⟨
use std::{
    panic::AssertUnwindSafe,
    sync::Arc,
    time::{Duration, Instant},
};

use {
    futures::FutureExt,
    serde_json::Value,
    tokio_util::sync::CancellationToken,
    tracing::{debug, error, warn},
};

use {
    switchboard_config::DispatchConfig,
    switchboard_protocol::{
        AuthContext, DispatchError, RequestEnvelope, ResponseEnvelope, ToolCall, ToolCallResult,
    },
    switchboard_registry::{HandlerContext, HandlerEntry, Registry},
};

// ── Options ──────────────────────────────────────────────────────────────────

#[derive(Debug, Clone, Copy, Default, PartialEq, Eq)]
pub struct DispatchOptions {
    /// Applied when the request carries no `timeoutMs`. `None` = unbounded.
    pub default_timeout: Option<Duration>,
    /// Upper bound for per-request overrides.
    pub max_timeout: Option<Duration>,
}

impl DispatchOptions {
    pub fn from_config(cfg: &DispatchConfig) -> Self {
        Self {
            default_timeout: cfg.timeout_ms.map(Duration::from_millis),
            max_timeout: cfg.max_timeout_ms.map(Duration::from_millis),
        }
    }

    fn effective_timeout(&self, requested_ms: Option<u64>) -> Option<Duration> {
        let timeout = requested_ms
            .map(Duration::from_millis)
            .or(self.default_timeout)?;
        Some(match self.max_timeout {
            Some(max) => timeout.min(max),
            None => timeout,
        })
    }
}

// ── Authorization ────────────────────────────────────────────────────────────

/// Check the caller against an entry's auth metadata. Declared scopes imply
/// that authentication is required.
pub fn authorize(entry: &HandlerEntry, auth: Option<&AuthContext>) -> Result<(), DispatchError> {
    if !entry.requires_auth && entry.scopes.is_empty() {
        return Ok(());
    }
    let Some(auth) = auth.filter(|a| a.is_valid()) else {
        return Err(DispatchError::unauthorized(format!(
            "authentication required for {}",
            entry.key
        )));
    };
    if let Some(missing) = entry.scopes.iter().find(|s| !auth.has_scope(s)) {
        return Err(DispatchError::forbidden(format!("missing scope: {missing}")));
    }
    Ok(())
}

fn panic_message(payload: &(dyn std::any::Any + Send)) -> String {
    if let Some(s) = payload.downcast_ref::<&str>() {
        (*s).to_string()
    } else if let Some(s) = payload.downcast_ref::<String>() {
        s.clone()
    } else {
        "unknown panic".to_string()
    }
}

// ── Dispatcher ───────────────────────────────────────────────────────────────

/// Resolves, authorizes, validates and invokes handlers, turning every
/// outcome into exactly one [`ResponseEnvelope`]. Single attempt, no retry.
#[derive(Clone)]
pub struct Dispatcher {
    registry: Arc<Registry>,
    options: DispatchOptions,
}

impl Dispatcher {
    pub fn new(registry: Arc<Registry>) -> Self {
        Self::with_options(registry, DispatchOptions::default())
    }

    pub fn with_options(registry: Arc<Registry>, options: DispatchOptions) -> Self {
        Self { registry, options }
    }

    pub fn registry(&self) -> &Arc<Registry> {
        &self.registry
    }

    pub fn options(&self) -> DispatchOptions {
        self.options
    }

    pub async fn dispatch(&self, request: RequestEnvelope) -> ResponseEnvelope {
        self.dispatch_with_cancel(request, CancellationToken::new())
            .await
    }

    /// Dispatch, aborting the handler when `cancel` fires. Dropping the
    /// returned future also cancels the handler's token.
    pub async fn dispatch_with_cancel(
        &self,
        request: RequestEnvelope,
        cancel: CancellationToken,
    ) -> ResponseEnvelope {
        self.execute(request, None, cancel).await
    }

    /// Dispatch a request whose param bag could not be decoded. The decode
    /// error is reported only once the key resolves and the caller passes
    /// the auth gate, so it surfaces as the validation failure.
    pub async fn dispatch_undecodable(
        &self,
        request: RequestEnvelope,
        error: DispatchError,
    ) -> ResponseEnvelope {
        self.execute(request, Some(error), CancellationToken::new())
            .await
    }

    async fn execute(
        &self,
        request: RequestEnvelope,
        params_error: Option<DispatchError>,
        cancel: CancellationToken,
    ) -> ResponseEnvelope {
        let request_id = request
            .request_id
            .clone()
            .unwrap_or_else(|| uuid::Uuid::new_v4().to_string());
        let key = request.key.clone();
        let started = Instant::now();

        let envelope = match self.run(&request_id, request, params_error, &cancel).await {
            Ok(data) => {
                debug!(
                    key = %key,
                    request_id = %request_id,
                    elapsed_ms = started.elapsed().as_millis() as u64,
                    "dispatch ok"
                );
                ResponseEnvelope::ok(data)
            },
            Err(err) => {
                let elapsed_ms = started.elapsed().as_millis() as u64;
                if err.kind.exposes_message() {
                    warn!(
                        key = %key,
                        request_id = %request_id,
                        code = %err.kind,
                        msg = %err.message,
                        elapsed_ms,
                        "dispatch failed"
                    );
                } else {
                    error!(
                        key = %key,
                        request_id = %request_id,
                        code = %err.kind,
                        detail = %err.message,
                        elapsed_ms,
                        "dispatch failed"
                    );
                }
                ResponseEnvelope::err(&err)
            },
        };
        envelope.with_request_id(request_id)
    }

    async fn run(
        &self,
        request_id: &str,
        request: RequestEnvelope,
        params_error: Option<DispatchError>,
        cancel: &CancellationToken,
    ) -> Result<Value, DispatchError> {
        let RequestEnvelope {
            key,
            params,
            auth,
            timeout_ms,
            ..
        } = request;

        let Some(entry) = self.registry.resolve(&key) else {
            return Err(DispatchError::not_found(format!("unknown key: {key}")));
        };

        authorize(&entry, auth.as_ref())?;

        if let Some(err) = params_error {
            return Err(err);
        }
        entry
            .params
            .validate(&params)
            .map_err(DispatchError::bad_request)?;

        let timeout = self.options.effective_timeout(timeout_ms);
        let handler_cancel = cancel.child_token();
        let drop_guard = handler_cancel.clone().drop_guard();

        debug!(
            key = %key,
            canonical = %entry.key,
            request_id,
            subject = auth.as_ref().map(|a| a.subject.as_str()),
            "dispatching"
        );
        let ctx = HandlerContext {
            key: entry.key.clone(),
            request_id: request_id.to_string(),
            params,
            auth,
            cancel: handler_cancel.clone(),
        };

        let invocation = async {
            // The handler closure itself may panic before yielding a future.
            match AssertUnwindSafe(async { entry.call(ctx).await })
                .catch_unwind()
                .await
            {
                Ok(result) => result,
                Err(payload) => Err(DispatchError::internal(format!(
                    "handler panicked: {}",
                    panic_message(payload.as_ref())
                ))),
            }
        };
        let bounded = async {
            match timeout {
                Some(limit) => match tokio::time::timeout(limit, invocation).await {
                    Ok(result) => result,
                    Err(_) => {
                        handler_cancel.cancel();
                        Err(DispatchError::timeout(format!(
                            "{} exceeded {}ms",
                            entry.key,
                            limit.as_millis()
                        )))
                    },
                },
                None => invocation.await,
            }
        };

        let result = tokio::select! {
            biased;
            () = cancel.cancelled() => Err(DispatchError::internal("request cancelled")),
            result = bounded => result,
        };
        drop_guard.disarm();
        result
    }

    /// Entry point for LLM tool calls: `name` is the dispatch key and
    /// `arguments` the param bag.
    pub async fn dispatch_tool_call(
        &self,
        call: ToolCall,
        auth: Option<AuthContext>,
    ) -> ToolCallResult {
        let mut request = RequestEnvelope::new(call.name.clone(), Value::Null);
        request.auth = auth;
        if !call.id.is_empty() {
            request.request_id = Some(call.id.clone());
        }
        let envelope = match call.params() {
            Ok(params) => {
                request.params = params;
                self.dispatch(request).await
            },
            Err(err) => self.dispatch_undecodable(request, err).await,
        };
        ToolCallResult {
            tool_call_id: call.id,
            envelope,
        }
    }
}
⟩
Transcribe all of the data so that each line matches the source exactly.

§ ANSWER SECTION:
use std::{
    panic::AssertUnwindSafe,
    sync::Arc,
    time::{Duration, Instant},
};

use {
    futures::FutureExt,
    serde_json::Value,
    tokio_util::sync::CancellationToken,
    tracing::{debug, error, warn},
};

use {
    switchboard_config::DispatchConfig,
    switchboard_protocol::{
        AuthContext, DispatchError, RequestEnvelope, ResponseEnvelope, ToolCall, ToolCallResult,
    },
    switchboard_registry::{HandlerContext, HandlerEntry, Registry},
};

// ── Options ──────────────────────────────────────────────────────────────────

#[derive(Debug, Clone, Copy, Default, PartialEq, Eq)]
pub struct DispatchOptions {
    /// Applied when the request carries no `timeoutMs`. `None` = unbounded.
    pub default_timeout: Option<Duration>,
    /// Upper bound for per-request overrides.
    pub max_timeout: Option<Duration>,
}

impl DispatchOptions {
    pub fn from_config(cfg: &DispatchConfig) -> Self {
        Self {
            default_timeout: cfg.timeout_ms.map(Duration::from_millis),
            max_timeout: cfg.max_timeout_ms.map(Duration::from_millis),
        }
    }

    fn effective_timeout(&self, requested_ms: Option<u64>) -> Option<Duration> {
        let timeout = requested_ms
            .map(Duration::from_millis)
            .or(self.default_timeout)?;
        Some(match self.max_timeout {
            Some(max) => timeout.min(max),
            None => timeout,
        })
    }
}

// ── Authorization ────────────────────────────────────────────────────────────

/// Check the caller against an entry's auth metadata. Declared scopes imply
/// that authentication is required.
pub fn authorize(entry: &HandlerEntry, auth: Option<&AuthContext>) -> Result<(), DispatchError> {
    if !entry.requires_auth && entry.scopes.is_empty() {
        return Ok(());
    }
    let Some(auth) = auth.filter(|a| a.is_valid()) else {
        return Err(DispatchError::unauthorized(format!(
            "authentication required for {}",
            entry.key
        )));
    };
    if let Some(missing) = entry.scopes.iter().find(|s| !auth.has_scope(s)) {
        return Err(DispatchError::forbidden(format!("missing scope: {missing}")));
    }
    Ok(())
}

fn panic_message(payload: &(dyn std::any::Any + Send)) -> String {
    if let Some(s) = payload.downcast_ref::<&str>() {
        (*s).to_string()
    } else if let Some(s) = payload.downcast_ref::<String>() {
        s.clone()
    } else {
        "unknown panic".to_string()
    }
}

// ── Dispatcher ───────────────────────────────────────────────────────────────

/// Resolves, authorizes, validates and invokes handlers, turning every
/// outcome into exactly one [`ResponseEnvelope`]. Single attempt, no retry.
#[derive(Clone)]
pub struct Dispatcher {
    registry: Arc<Registry>,
    options: DispatchOptions,
}

impl Dispatcher {
    pub fn new(registry: Arc<Registry>) -> Self {
        Self::with_options(registry, DispatchOptions::default())
    }

    pub fn with_options(registry: Arc<Registry>, options: DispatchOptions) -> Self {
        Self { registry, options }
    }

    pub fn registry(&self) -> &Arc<Registry> {
        &self.registry
    }

    pub fn options(&self) -> DispatchOptions {
        self.options
    }

    pub async fn dispatch(&self, request: RequestEnvelope) -> ResponseEnvelope {
        self.dispatch_with_cancel(request, CancellationToken::new())
            .await
    }

    /// Dispatch, aborting the handler when `cancel` fires. Dropping the
    /// returned future also cancels the handler's token.
    pub async fn dispatch_with_cancel(
        &self,
        request: RequestEnvelope,
        cancel: CancellationToken,
    ) -> ResponseEnvelope {
        self.execute(request, None, cancel).await
    }

    /// Dispatch a request whose param bag could not be decoded. The decode
    /// error is reported only once the key resolves and the caller passes
    /// the auth gate, so it surfaces as the validation failure.
    pub async fn dispatch_undecodable(
        &self,
        request: RequestEnvelope,
        error: DispatchError,
    ) -> ResponseEnvelope {
        self.execute(request, Some(error), CancellationToken::new())
            .await
    }

    async fn execute(
        &self,
        request: RequestEnvelope,
        params_error: Option<DispatchError>,
        cancel: CancellationToken,
    ) -> ResponseEnvelope {
        let request_id = request
            .request_id
            .clone()
            .unwrap_or_else(|| uuid::Uuid::new_v4().to_string());
        let key = request.key.clone();
        let started = Instant::now();

        let envelope = match self.run(&request_id, request, params_error, &cancel).await {
            Ok(data) => {
                debug!(
                    key = %key,
                    request_id = %request_id,
                    elapsed_ms = started.elapsed().as_millis() as u64,
                    "dispatch ok"
                );
                ResponseEnvelope::ok(data)
            },
            Err(err) => {
                let elapsed_ms = started.elapsed().as_millis() as u64;
                if err.kind.exposes_message() {
                    warn!(
                        key = %key,
                        request_id = %request_id,
                        code = %err.kind,
                        msg = %err.message,
                        elapsed_ms,
                        "dispatch failed"
                    );
                } else {
                    error!(
                        key = %key,
                        request_id = %request_id,
                        code = %err.kind,
                        detail = %err.message,
                        elapsed_ms,
                        "dispatch failed"
                    );
                }
                ResponseEnvelope::err(&err)
            },
        };
        envelope.with_request_id(request_id)
    }

    async fn run(
        &self,
        request_id: &str,
        request: RequestEnvelope,
        params_error: Option<DispatchError>,
        cancel: &CancellationToken,
    ) -> Result<Value, DispatchError> {
        let RequestEnvelope {
            key,
            params,
            auth,
            timeout_ms,
            ..
        } = request;

        let Some(entry) = self.registry.resolve(&key) else {
            return Err(DispatchError::not_found(format!("unknown key: {key}")));
        };

        authorize(&entry, auth.as_ref())?;

        if let Some(err) = params_error {
            return Err(err);
        }
        entry
            .params
            .validate(&params)
            .map_err(DispatchError::bad_request)?;

        let timeout = self.options.effective_timeout(timeout_ms);
        let handler_cancel = cancel.child_token();
        let drop_guard = handler_cancel.clone().drop_guard();

        debug!(
            key = %key,
            canonical = %entry.key,
            request_id,
            subject = auth.as_ref().map(|a| a.subject.as_str()),
            "dispatching"
        );
        let ctx = HandlerContext {
            key: entry.key.clone(),
            request_id: request_id.to_string(),
            params,
            auth,
            cancel: handler_cancel.clone(),
        };

        let invocation = async {
            // The handler closure itself may panic before yielding a future.
            match AssertUnwindSafe(async { entry.call(ctx).await })
                .catch_unwind()
                .await
            {
                Ok(result) => result,
                Err(payload) => Err(DispatchError::internal(format!(
                    "handler panicked: {}",
                    panic_message(payload.as_ref())
                ))),
            }
        };
        let bounded = async {
            match timeout {
                Some(limit) => match tokio::time::timeout(limit, invocation).await {
                    Ok(result) => result,
                    Err(_) => {
                        handler_cancel.cancel();
                        Err(DispatchError::timeout(format!(
                            "{} exceeded {}ms",
                            entry.key,
                            limit.as_millis()
                        )))
                    },
                },
                None => invocation.await,
            }
        };

        let result = tokio::select! {
            biased;
            () = cancel.cancelled() => Err(DispatchError::internal("request cancelled")),
            result = bounded => result,
        };
        drop_guard.disarm();
        result
    }

    /// Entry point for LLM tool calls: `name` is the dispatch key and
    /// `arguments` the param bag.
    pub async fn dispatch_tool_call(
        &self,
        call: ToolCall,
        auth: Option<AuthContext>,
    ) -> ToolCallResult {
        let mut request = RequestEnvelope::new(call.name.clone(), Value::Null);
        request.auth = auth;
        if !call.id.is_empty() {
            request.request_id = Some(call.id.clone());
        }
        let envelope = match call.params() {
            Ok(params) => {
                request.params = params;
                self.dispatch(request).await
            },
            Err(err) => self.dispatch_undecodable(request, err).await,
        };
        ToolCallResult {
            tool_call_id: call.id,
            envelope,
        }
    }
}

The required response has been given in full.